To understand this better, imagine a second hand on a clock. If it completes one full turn (revolution) every 60 seconds, its angular velocity would be 1/60 rev/s. However, for analyses, angular velocity is often expressed in more manageable unit proportions, like revolutions per second.

Angular Acceleration

Angular acceleration describes how angular velocity changes over time. It's the rotational counterpart to linear acceleration and is denoted by the symbol \( \alpha \). The units for angular acceleration are typically revolutions per second squared (rev/s\(^2\)) or radians per second squared (rad/s\(^2\)).

In this problem, the fan slows down uniformly, meaning it has a constant angular acceleration. This angular acceleration is negative because the fan is decelerating, or slowing down. We calculated it as \( \alpha = -1.25 \) rev/s\(^2\). This negative sign indicates a reduction in angular velocity, unlike positive acceleration, which implies an increase.

A practical way to visualize angular acceleration is by thinking about a carousel slowing to a stop. As it slows, each second, it spins a little slower than before. This change in spin rate every second is what we call angular acceleration. If it slows at the same rate throughout, that's uniform angular deceleration.

Revolutions per Second

Revolutions per second (rev/s) is a unit of angular velocity that tells us how many complete circular turns are made in one second. It's a straightforward metric for understanding the speed of rotation in situations involving rotation or circular motion.

In our exercise, we initially convert 500 revolutions per minute to revolutions per second to standardize units. After conversion, we found that the fan began its slowing process at 8.33 rev/s and ended at 3.33 rev/s over the 4-second interval. This conversion and use of consistent units are crucial for calculating other variables such as angular acceleration and distance in terms of revolutions.

If you consider something familiar, like a bicycle wheel spinning once every second, that wheel has an angular velocity of 1 rev/s. Such a clear-cut unit allows for easy comparison between different rotational systems.

Uniform Deceleration

Uniform deceleration is when an object's speed decreases at a constant rate over time. In terms of rotational motion, this is often referred to as uniform angular deceleration.
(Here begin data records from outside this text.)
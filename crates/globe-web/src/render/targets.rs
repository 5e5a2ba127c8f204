use super::helpers::{self, DEPTH_FORMAT, HDR_FORMAT, MASK_FORMAT};

/// Offscreen targets for the pass chain.
///
/// - `hdr_*` holds the lit scene from the base pass.
/// - `depth_*` is the base pass depth buffer.
/// - `mask_*` holds the boundary shell silhouette for the edge pass.
/// - `edge_*` is the outlined scene, read by the anti-aliasing pass.
pub(crate) struct RenderTargets {
    pub(crate) hdr_tex: wgpu::Texture,
    pub(crate) hdr_view: wgpu::TextureView,
    pub(crate) depth_tex: wgpu::Texture,
    pub(crate) depth_view: wgpu::TextureView,
    pub(crate) mask_tex: wgpu::Texture,
    pub(crate) mask_view: wgpu::TextureView,
    pub(crate) edge_tex: wgpu::Texture,
    pub(crate) edge_view: wgpu::TextureView,
}

const SAMPLED_TARGET: wgpu::TextureUsages =
    wgpu::TextureUsages::RENDER_ATTACHMENT.union(wgpu::TextureUsages::TEXTURE_BINDING);

impl RenderTargets {
    pub(crate) fn new(device: &wgpu::Device, width: u32, height: u32) -> Self {
        let (hdr_tex, hdr_view) = helpers::create_color_texture_device(
            device,
            "hdr_tex",
            width,
            height,
            HDR_FORMAT,
            SAMPLED_TARGET,
        );
        let (depth_tex, depth_view) = helpers::create_color_texture_device(
            device,
            "depth_tex",
            width,
            height,
            DEPTH_FORMAT,
            wgpu::TextureUsages::RENDER_ATTACHMENT,
        );
        let (mask_tex, mask_view) = helpers::create_color_texture_device(
            device,
            "mask_tex",
            width,
            height,
            MASK_FORMAT,
            SAMPLED_TARGET,
        );
        let (edge_tex, edge_view) = helpers::create_color_texture_device(
            device,
            "edge_tex",
            width,
            height,
            HDR_FORMAT,
            SAMPLED_TARGET,
        );
        Self {
            hdr_tex,
            hdr_view,
            depth_tex,
            depth_view,
            mask_tex,
            mask_view,
            edge_tex,
            edge_view,
        }
    }

    pub(crate) fn recreate(&mut self, device: &wgpu::Device, width: u32, height: u32) {
        self.destroy();
        *self = Self::new(device, width, height);
    }

    pub(crate) fn destroy(&self) {
        self.hdr_tex.destroy();
        self.depth_tex.destroy();
        self.mask_tex.destroy();
        self.edge_tex.destroy();
    }
}
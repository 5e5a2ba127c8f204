use crate::constants::{DEBUG_OVERLAY_ID, DEBUG_OVERLAY_TITLE};
use globe_core::DebugTelemetry;
use web_sys as web;

#[inline]
pub fn show(document: &web::Document) {
    if let Some(el) = document.get_element_by_id(DEBUG_OVERLAY_ID) {
        let _ = el.set_attribute("style", "");
    }
}

#[inline]
pub fn hide(document: &web::Document) {
    if let Some(el) = document.get_element_by_id(DEBUG_OVERLAY_ID) {
        let _ = el.set_attribute("style", "display:none");
    }
}

#[inline]
pub fn set_visible(document: &web::Document, visible: bool) {
    if visible {
        show(document);
    } else {
        hide(document);
    }
}

pub fn render(document: &web::Document, telemetry: &DebugTelemetry) {
    let Some(el) = document.get_element_by_id(DEBUG_OVERLAY_ID) else {
        return;
    };
    let mut html = format!("<strong>{}</strong>", DEBUG_OVERLAY_TITLE);
    for line in telemetry.lines() {
        html.push_str("<br>");
        html.push_str(&line);
    }
    el.set_inner_html(&html);
}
When an object, like a fan, is slowing its spin smoothly and steadily, it's experiencing uniform deceleration.

The exercise solution showed that the fan experienced an angular deceleration of -1.25 rev/s\(^2\), maintaining this rate till the point of complete rest. This constancy is what defines the 'uniform' nature of the deceleration. It means there wasn't any unexpected speeding up or slowing down other than the normal deceleration predicted.

Envision a smoothly stopping car. As the brake pedal is applied steadily, the car slows at a constant rate rather than jerking or abruptly halting. Similarly, in rotational mechanics, uniform deceleration translates to a predictable reduction in speed, leading to easy calculations of dynamics like total revolutions or time to stop, as illustrated in the exercise.